Start of Entries supplied

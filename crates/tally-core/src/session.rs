//! Capture sessions
//!
//! A [`CaptureSession`] is one capture-to-outcome attempt. Ids come from a
//! [`SessionSequence`] owned by whoever drives captures.

use std::fmt;
use std::sync::atomic::{AtomicU64, Ordering};

use chrono::{DateTime, Utc};
use thiserror::Error;

use crate::ports::analysis::CapturedImage;

/// Monotonically increasing session identifier
#[derive(Debug, Clone, Copy, PartialEq, Eq, PartialOrd, Ord, Hash)]
pub struct SessionId(u64);

impl SessionId {
    pub fn value(self) -> u64 {
        self.0
    }
}

impl fmt::Display for SessionId {
    fn fmt(&self, f: &mut fmt::Formatter<'_>) -> fmt::Result {
        write!(f, "#{}", self.0)
    }
}

#[derive(Debug, Error, PartialEq, Eq)]
pub enum SessionError {
    #[error("Captured image is empty")]
    EmptyImage,
}

/// Issues session ids in increasing order
#[derive(Debug, Default)]
pub struct SessionSequence {
    next: AtomicU64,
}

impl SessionSequence {
    pub fn new() -> Self {
        Self::default()
    }

    /// Opens a session for a freshly captured image
    ///
    /// # Errors
    /// Returns `SessionError::EmptyImage` if the image has no bytes
    pub fn open(&self, image: CapturedImage) -> Result<CaptureSession, SessionError> {
        if image.is_empty() {
            return Err(SessionError::EmptyImage);
        }

        let id = SessionId(self.next.fetch_add(1, Ordering::Relaxed) + 1);
        Ok(CaptureSession {
            id,
            image,
            opened_at: Utc::now(),
        })
    }
}

/// One capture-to-outcome attempt
#[derive(Debug, Clone)]
pub struct CaptureSession {
    id: SessionId,
    image: CapturedImage,
    opened_at: DateTime<Utc>,
}

impl CaptureSession {
    pub fn id(&self) -> SessionId {
        self.id
    }

    pub fn image(&self) -> &CapturedImage {
        &self.image
    }

    pub fn opened_at(&self) -> DateTime<Utc> {
        self.opened_at
    }
}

End of Entries supplied

§ Task details
Which lines of the data include "derive"? Copy each of them.

§ Task result
#[derive(Debug, Clone, Copy, PartialEq, Eq, PartialOrd, Ord, Hash)]
#[derive(Debug, Error, PartialEq, Eq)]
#[derive(Debug, Default)]
#[derive(Debug, Clone)]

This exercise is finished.